A site visitor just sent me an article from the NY Times on the shoes Obiri wore in Boston this year:
Highlights from the NY times
"The shoes had no laces. They had no heel cap — a hard plate at the back kept the foot in place. They were made of a weird, stretchy, plastic-y material..
"The shoe was created from a single semi-translucent synthetic monofilament almost a mile long that was extruded by a robot arm, engineered to fit to Ms. Obiri’s feet to help her run in the most effective way and then heat-fused to a foam rubber and carbon-fiber sole. It is called the Cloudboom Strike LS — LS stands for LightSpray, the trademarked name of the technology — and it weighs a mere 170 grams, or about six ounces. It has 75 percent less impact on the environment than a traditional sneaker, according to On. And when it comes to style, it has more in common with an alien bedroom slipper than any running shoe.

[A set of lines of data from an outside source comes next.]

//! List command implementation

use rdfu_core::memory::MemorySegment;
use rdfu_core::{DeviceFilter, DeviceInfo, DfuDevice};

/// List all DFU devices matching `filter`
pub fn run(filter: &DeviceFilter) -> Result<(), Box<dyn std::error::Error>> {
    let devices = rdfu_usb::find_devices(filter)?;
    if devices.is_empty() {
        println!("No DFU device found");
        return Err(rdfu_core::Error::NoDeviceFound.into());
    }
    for device in &devices {
        print!("{}", format_device(device.info()));
    }
    Ok(())
}

/// One line per device, interface and memory segment
pub fn format_device(info: &DeviceInfo) -> String {
    let mut out = format!(
        "Bus {} Device {:03}: ID {:04x}:{:04x} (dfuse={})\n",
        info.bus_id, info.device_address, info.vendor_id, info.product_id, info.dfuse
    );
    for intf in &info.interfaces {
        out.push_str(&format!(
            "  {} (intf={}, alt={}):\n",
            intf.name(),
            intf.interface,
            intf.alt_setting
        ));
        for segment in &intf.layout.segments {
            out.push_str("    ");
            out.push_str(&format_segment(segment));
            out.push('\n');
        }
    }
    out
}

/// e.g. `0x08000000  4 pages of   16K bytes (rwe)`
pub fn format_segment(segment: &MemorySegment) -> String {
    let (size, unit) = if segment.page_size >= 1024 {
        (segment.page_size / 1024, "K")
    } else {
        (segment.page_size, " ")
    };
    format!(
        "0x{:08X} {:2} pages of {:4}{} bytes ({}{}{})",
        segment.start,
        segment.page_count,
        size,
        unit,
        if segment.readable() { "r" } else { "" },
        if segment.writable() { "w" } else { "" },
        if segment.erasable() { "e" } else { "" },
    )
}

"Think of it as the Tesla of the sneaker world. On is hoping the Cloudboom Strike LS will have the same disruptive effect on the sneaker market that Elon Musk’s innovation had on the car world. If so, On will upend not just design conventions, but the whole sneaker business model."
While the shoe may be great for Obiri and the environment, in addition to the shoe being potentially bad for her competitors, it may also cost a lot of people their jobs.
Rather than the usual 150 to 200 components of a running shoe, the Cloudboom Strike LS has only seven. Rather than being touched by about 100 people on an assembly line, it is touched, on average, by one. Rather than being put together by patternmakers, it is created using parametric design principles, and computational engineering.
Rather than the fabric being dyed, color is added via inkjet. Rather than the production being outsourced to factories in Asia — in On’s case, in Indonesia and Vietnam — and then shipped around the world, the Cloudboom Strike LS will be made by new “production cells” in Zurich and in On’s other markets.
That means that the time between production and delivery is much shorter. (The Cloudboom Strike LS goes from midsole to finished product in three minutes.) It also means that there is no waste on the cutting-room floor — no leftover materials or toxic glue to be thrown away — and significantly fewer carbon emissions. There should also be less stock left at the end of every season because the shoe is made closer to demand. And because the filament is a thermoplastic, the upper can be melted down and reused at the end of a shoe’s life cycle.
“It’s really jumping into the future when it comes to manufacturing,” Marc Maurer, the co-chief executive of On, said. When asked about the implications for the supply chain and the people who will no longer be necessary, he said, essentially, that automation and repurposing are the story of industry.
Shoe experts of LRC, what do you think? Would a shoe like this actually be better than the Vaporfly or other traditional super shoes? Or is this simply a great PR person getting some nice press for the company in the NY Times? I totally get why it would be better environmentally but I'm talking about performance.